In terms of FCF, the greatest change in the DY system occurred in extension rather than torsion; this finding was consistent with an earlier FE study [9]. However, the FCF from the TD system only changed slightly in extension. The TD system was similar to the intact spine for the FCF because of the mobility in sleeve mechanism. This result indicates that greater force is transmitted via the facet joint form L3 to L4 in the TD system due to the facet arthroplasty system. However, in torsion, the TD system had lower FCF at the adjacent level. This finding may be attributed to the fact that the sleeve did not offer a sliding effect on the transverse plane. As a result, the screw and rod could resist most twisting torque, so less force was transmitted to the facet joint. Based on our results, we believe that the sliding feature influences the facet loads at the bridged level and the adjacent level.

The limitations of the FE analysis are as follows: (1) the material properties, including the bilinear behaviour of the spinal ligaments and the degeneration of the disc, were simplified and idealized from those of a cadaveric specimen. The past study [44] demonstrated that the linear behaviour of the ligaments only had a minor effect on the ROM as compared with the nonlinear behaviour of the ligaments. Also, the spinal ligament force was much lower than the vertebral body force as well. Therefore, this study only considered the linear behaviour to simulate the spinal ligament. (2) The lordosis angle and characteristics of disc degeneration, such as dehydration and reduced disc height, were not considered; a previous study reported that disc degeneration would decrease intradiscal pressure and ROM [45]. Because disc degeneration stiffens the lumbar spine, this study only modified the Young’s modulus of the intervertebral disc to compare with in vitro tests to confirm the reality of the lumbar spine model.
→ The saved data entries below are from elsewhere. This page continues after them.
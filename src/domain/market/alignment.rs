use crate::domain::errors::AnalysisResult;
use crate::domain::market::price_series::{PricePoint, PriceSeries};
use std::collections::BTreeSet;
use tracing::info;

/// Restricts every series to the timestamps shared by the whole universe.
///
/// Equivalent to an inner join of all close columns followed by dropping
/// incomplete rows. A single short or gapped instrument therefore shortens
/// the history of every other one.
pub fn align_on_common_timestamps(series: &[PriceSeries]) -> AnalysisResult<Vec<PriceSeries>> {
    let Some(first) = series.first() else {
        return Ok(Vec::new());
    };

    let mut common: BTreeSet<i64> = first.points().iter().map(|p| p.timestamp).collect();
    for other in &series[1..] {
        let stamps: BTreeSet<i64> = other.points().iter().map(|p| p.timestamp).collect();
        common = common.intersection(&stamps).copied().collect();
    }

    info!(
        "Aligned {} instruments on {} common timestamps",
        series.len(),
        common.len()
    );

    series
        .iter()
        .map(|s| {
            let points: Vec<PricePoint> = s
                .points()
                .iter()
                .filter(|p| common.contains(&p.timestamp))
                .copied()
                .collect();
            PriceSeries::new(s.symbol(), points)
        })
        .collect()
}

#[cfg(test)]
mod tests {
    use super::*;

    fn series(symbol: &str, stamps: &[i64]) -> PriceSeries {
        let points = stamps
            .iter()
            .map(|&timestamp| PricePoint {
                timestamp,
                close: 100.0 + timestamp as f64,
            })
            .collect();
        PriceSeries::new(symbol, points).unwrap()
    }

    #[test]
    fn test_keeps_only_shared_timestamps() {
        let aligned = align_on_common_timestamps(&[
            series("AUDCAD", &[1, 2, 3, 4, 5]),
            series("NDX", &[2, 3, 5, 6]),
        ])
        .unwrap();

        let stamps: Vec<i64> = aligned[0].points().iter().map(|p| p.timestamp).collect();
        assert_eq!(stamps, vec![2, 3, 5]);
        assert_eq!(aligned[1].len(), 3);
        assert_eq!(aligned[1].symbol(), "NDX");
    }

    #[test]
    fn test_empty_universe_is_empty() {
        assert!(align_on_common_timestamps(&[]).unwrap().is_empty());
    }
}
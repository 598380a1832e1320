use crate::application::clustering::clustering_config::ClusteringConfig;
use crate::application::clustering::count_selector::{candidate_counts, select_by_wcss_elbow, sweep};
use crate::application::clustering::dispersion::{
    distinct_row_count, relabel_by_first_appearance, squared_distance,
    within_cluster_sum_of_squares,
};
use crate::application::clustering::{ClusteringStrategy, check_width, require_rows};
use crate::domain::clustering::{ClusteringFamily, CountSelection};
use crate::domain::errors::{AnalysisError, AnalysisResult};
use ndarray::{Array1, Array2};
use tracing::{debug, info};

/// One Ward merge: cluster slot `absorbed` joins slot `into`.
#[derive(Debug, Clone, Copy, PartialEq)]
pub struct Merge {
    pub into: usize,
    pub absorbed: usize,
    /// Increase in total within-cluster sum of squares.
    pub cost: f64,
}

/// Full Ward merge history of a dataset, from n singletons to one cluster.
///
/// Cutting at k replays the first `n - k` merges, so every cut comes from
/// the same tree.
#[derive(Debug, Clone)]
pub struct WardDendrogram {
    n_samples: usize,
    merges: Vec<Merge>,
}

impl WardDendrogram {
    /// Greedy Ward agglomeration. Each step merges the pair with the smallest
    /// `n_a * n_b / (n_a + n_b) * |mu_a - mu_b|^2`; equal costs go to the pair
    /// with the lowest slot indices.
    pub fn build(x: &Array2<f64>) -> Self {
        let n = x.nrows();
        let mut centroids: Vec<Array1<f64>> = x.rows().into_iter().map(|r| r.to_owned()).collect();
        let mut sizes = vec![1usize; n];
        let mut active: Vec<usize> = (0..n).collect();
        let mut merges = Vec::with_capacity(n.saturating_sub(1));

        while active.len() > 1 {
            let mut best: Option<(usize, usize, f64)> = None;
            for (pos, &a) in active.iter().enumerate() {
                for &b in &active[pos + 1..] {
                    let (na, nb) = (sizes[a] as f64, sizes[b] as f64);
                    let cost = na * nb / (na + nb)
                        * squared_distance(centroids[a].view(), centroids[b].view());
                    if best.is_none_or(|(_, _, c)| cost < c) {
                        best = Some((a, b, cost));
                    }
                }
            }

            let Some((a, b, cost)) = best else { break };
            let (na, nb) = (sizes[a] as f64, sizes[b] as f64);
            centroids[a] = (&centroids[a] * na + &centroids[b] * nb) / (na + nb);
            sizes[a] += sizes[b];
            active.retain(|&slot| slot != b);
            merges.push(Merge {
                into: a,
                absorbed: b,
                cost,
            });
        }

        Self {
            n_samples: n,
            merges,
        }
    }

    pub fn merges(&self) -> &[Merge] {
        &self.merges
    }

    /// Flat partition with `k` clusters (`1 <= k <= n`), labels dense by
    /// first appearance.
    pub fn cut(&self, k: usize) -> Vec<usize> {
        let k = k.clamp(1, self.n_samples.max(1));
        let mut slots: Vec<usize> = (0..self.n_samples).collect();
        for merge in self.merges.iter().take(self.n_samples - k) {
            for slot in slots.iter_mut().filter(|s| **s == merge.absorbed) {
                *slot = merge.into;
            }
        }
        relabel_by_first_appearance(&slots)
    }
}

#[derive(Debug, Clone, Copy)]
struct FittedHierarchy {
    count: usize,
    n_features: usize,
}

/// Hierarchical-family strategy: Ward-linkage agglomerative clustering.
///
/// Agglomeration has no out-of-sample rule; `predict` rebuilds the tree on
/// its input and cuts it at the fitted count.
pub struct AgglomerativeClustering {
    config: ClusteringConfig,
    model: Option<FittedHierarchy>,
    selection: Option<CountSelection>,
}

impl AgglomerativeClustering {
    pub fn new(config: ClusteringConfig) -> Self {
        Self {
            config,
            model: None,
            selection: None,
        }
    }

    fn select_count(
        &self,
        x: &Array2<f64>,
        tree: &WardDendrogram,
        distinct: usize,
    ) -> AnalysisResult<CountSelection> {
        if let Some(count) = self.config.fixed_count {
            check_cut(count, distinct)?;
            return Ok(CountSelection::fixed(ClusteringFamily::Hierarchical, count));
        }

        let candidates =
            candidate_counts(ClusteringFamily::Hierarchical, self.config.max_count, distinct);
        let scores = sweep(candidates, self.config.parallel_sweep, |k| {
            Ok(within_cluster_sum_of_squares(x, &tree.cut(k)))
        })?;

        Ok(select_by_wcss_elbow(scores))
    }
}

fn check_cut(count: usize, distinct: usize) -> AnalysisResult<()> {
    if count > distinct {
        return Err(AnalysisError::TooFewInstruments {
            requested: count,
            available: distinct,
        });
    }
    Ok(())
}

impl ClusteringStrategy for AgglomerativeClustering {
    fn family(&self) -> ClusteringFamily {
        ClusteringFamily::Hierarchical
    }

    fn fit(&mut self, x: &Array2<f64>) -> AnalysisResult<()> {
        self.config.validate()?;
        require_rows(x)?;

        let distinct = distinct_row_count(x);
        let tree = WardDendrogram::build(x);
        debug!("Ward tree built: {} merges", tree.merges().len());

        let selection = self.select_count(x, &tree, distinct)?;
        info!(
            "Agglomerative fitted: k={} ({:?}, {:?})",
            selection.count, selection.method, selection.confidence
        );

        self.model = Some(FittedHierarchy {
            count: selection.count,
            n_features: x.ncols(),
        });
        self.selection = Some(selection);
        Ok(())
    }

    fn predict(&self, x: &Array2<f64>) -> AnalysisResult<Vec<usize>> {
        let model = self.model.ok_or_else(|| self.not_fitted("predict"))?;
        check_width(model.n_features, x)?;
        require_rows(x)?;
        check_cut(model.count, distinct_row_count(x))?;
        Ok(WardDendrogram::build(x).cut(model.count))
    }

    fn selection(&self) -> Option<&CountSelection> {
        self.selection.as_ref()
    }
}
Our FE analysis was in agreement with the previous in vitro test. (3) The thread on the pedicle screw was ignored. Because we wanted to investigate how the new design affects spinal biomechanics rather than the mechanical interaction between screw thread and bone, we assumed complete osseointegration between the bone and screw after a period of time. Without the screw thread, the stress analysis of the pedicle screw was likely underestimated. Thus, the conclusions of this study were made under the above limitations. (4) If the lordotic curve or fixation level of lumbar spine was changed in the topology optimization analysis, the modification of dynamic spinal fixator was possible to give a sight alteration. (5) This study only predicted the load distribution using FE method, but this study did not know the real situation of wear debris in between sleeve and the distal end of the rod. Wear experiments are suggested to be conducted in the future.

5 Conclusion

Topology optimization indicated that the effective region of the rod was located in the AP direction and reshaped as an I-beam rod. The new TD system with the modified rod achieved less stiffness and was comparable to the DY system; however, the increase in adjacent disc stress was alleviated, which could avoid early disc degeneration. However, in torsion, the pedicle screw stress increased, and the facet joint contact force decreased.